À la suite de l’expérience immersive de Nellie Bly (Dix jours dans un asile, 1887) qui eut un impact considérable sur la société d’alors, les reportages en infiltration se sont largement développés au siècle dernier, se pratiquant encore aujourd’hui et partout dans le monde. Le principe de la méthode dite « d’infiltration » est que le journaliste dissimule délibérément son identité dans le groupe social qu’il veut étudier : ce qui peut signifier mentir à son entourage pendant des semaines, des mois, voire des années. Dur, mais cela en vaut la peine : il arrive que l’on révèle un scandale d’État et même, suite à la publication d’une enquête, que de nouvelles lois soient votées.
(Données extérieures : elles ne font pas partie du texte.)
use std::path::PathBuf;

use anyhow::{Context, Result, bail};
use clap::Parser;
use serde_json::{Map, Value};

use crimsonwatch::{load_config, logging};
use crimsonwatch_adapter_sources::ToolGatewayClient;

/// Invoke one tool on the tool gateway and print its JSON result.
#[derive(Parser, Debug)]
#[command(name = "tool", version, about)]
struct Cli {
    /// Tool name, e.g. get_threat_level
    tool: String,

    /// Argument as key=value; the value is parsed as JSON when it can be
    #[arg(short = 'a', long = "arg", value_name = "KEY=VALUE")]
    args: Vec<String>,

    /// Path to the YAML config (overrides discovery)
    #[arg(short = 'c', long = "config", value_name = "FILE")]
    config: Option<PathBuf>,

    /// Gateway base URL (overrides config)
    #[arg(long, value_name = "URL", env = "CRIMSONWATCH_GATEWAY_URL")]
    gateway: Option<String>,
}

fn parse_args(raw: &[String]) -> Result<Map<String, Value>> {
    let mut arguments = Map::new();
    for pair in raw {
        let Some((key, value)) = pair.split_once('=') else {
            bail!("argument {pair:?} is not KEY=VALUE");
        };
        let value = serde_json::from_str(value).unwrap_or_else(|_| Value::String(value.into()));
        arguments.insert(key.trim().to_string(), value);
    }
    Ok(arguments)
}

fn main() -> Result<()> {
    let cli = Cli::parse();
    let config = load_config(cli.config.as_deref())?;
    logging::init_logging(&config.logging);

    let Some(base) = cli.gateway.or_else(|| config.gateway_base.clone()) else {
        bail!("no gateway configured; set gateway_base or pass --gateway");
    };
    let base = base.trim_end_matches('/').to_string();
    let arguments = parse_args(&cli.args)?;

    let runtime = tokio::runtime::Builder::new_current_thread()
        .enable_all()
        .build()
        .context("failed to build runtime")?;
    let result = runtime.block_on(async {
        let client = ToolGatewayClient::new(base, config.source_timeout())?;
        client.invoke(&cli.tool, &arguments).await
    })?;
    println!("{}", serde_json::to_string_pretty(&result)?);
    Ok(())
}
En France, Marise Querlin et surtout Maryse Choisy furent sans doute les initiatrices du genre, au début du XXe siècle. Madeleine Riffaud (dont la vie fut mouvementée, résistante puis grande correspondante de guerre) perpétua la tradition en se glissant dans la peau d’une agente hospitalière (Les linges de la nuit, 1974). Plus récemment, c’est Florence Aubenas qui fit parler d’elle en se mettant durant une année dans la peau d’une femme de ménage (Le quai de Ouistreham, 2010).
Enfin, il y a aussi un autre aspect du métier, qu’évoque Christian Delporte à plusieurs reprises. Le spectacle quotidien de la mort, des blessés et mutilés, les déchirements vécus par les familles en période de guerre font souffrir jusque dans leur chair les femmes. Plus que les hommes ? Peut-être… mais ne serait-ce pas alors essentialiser les femmes ? Quoi qu’il en soit, beaucoup ne s’en remettent pas, telle Annemarie Schwarzenbach qui subit une dépression sévère, sombra dans l’alcool et la drogue, mourut enfin des suites d’une chute de vélo en 1942. Pourtant, dès que les femmes reporters ont la possibilité de retourner sur le terrain, elles n’hésitent pas un instant.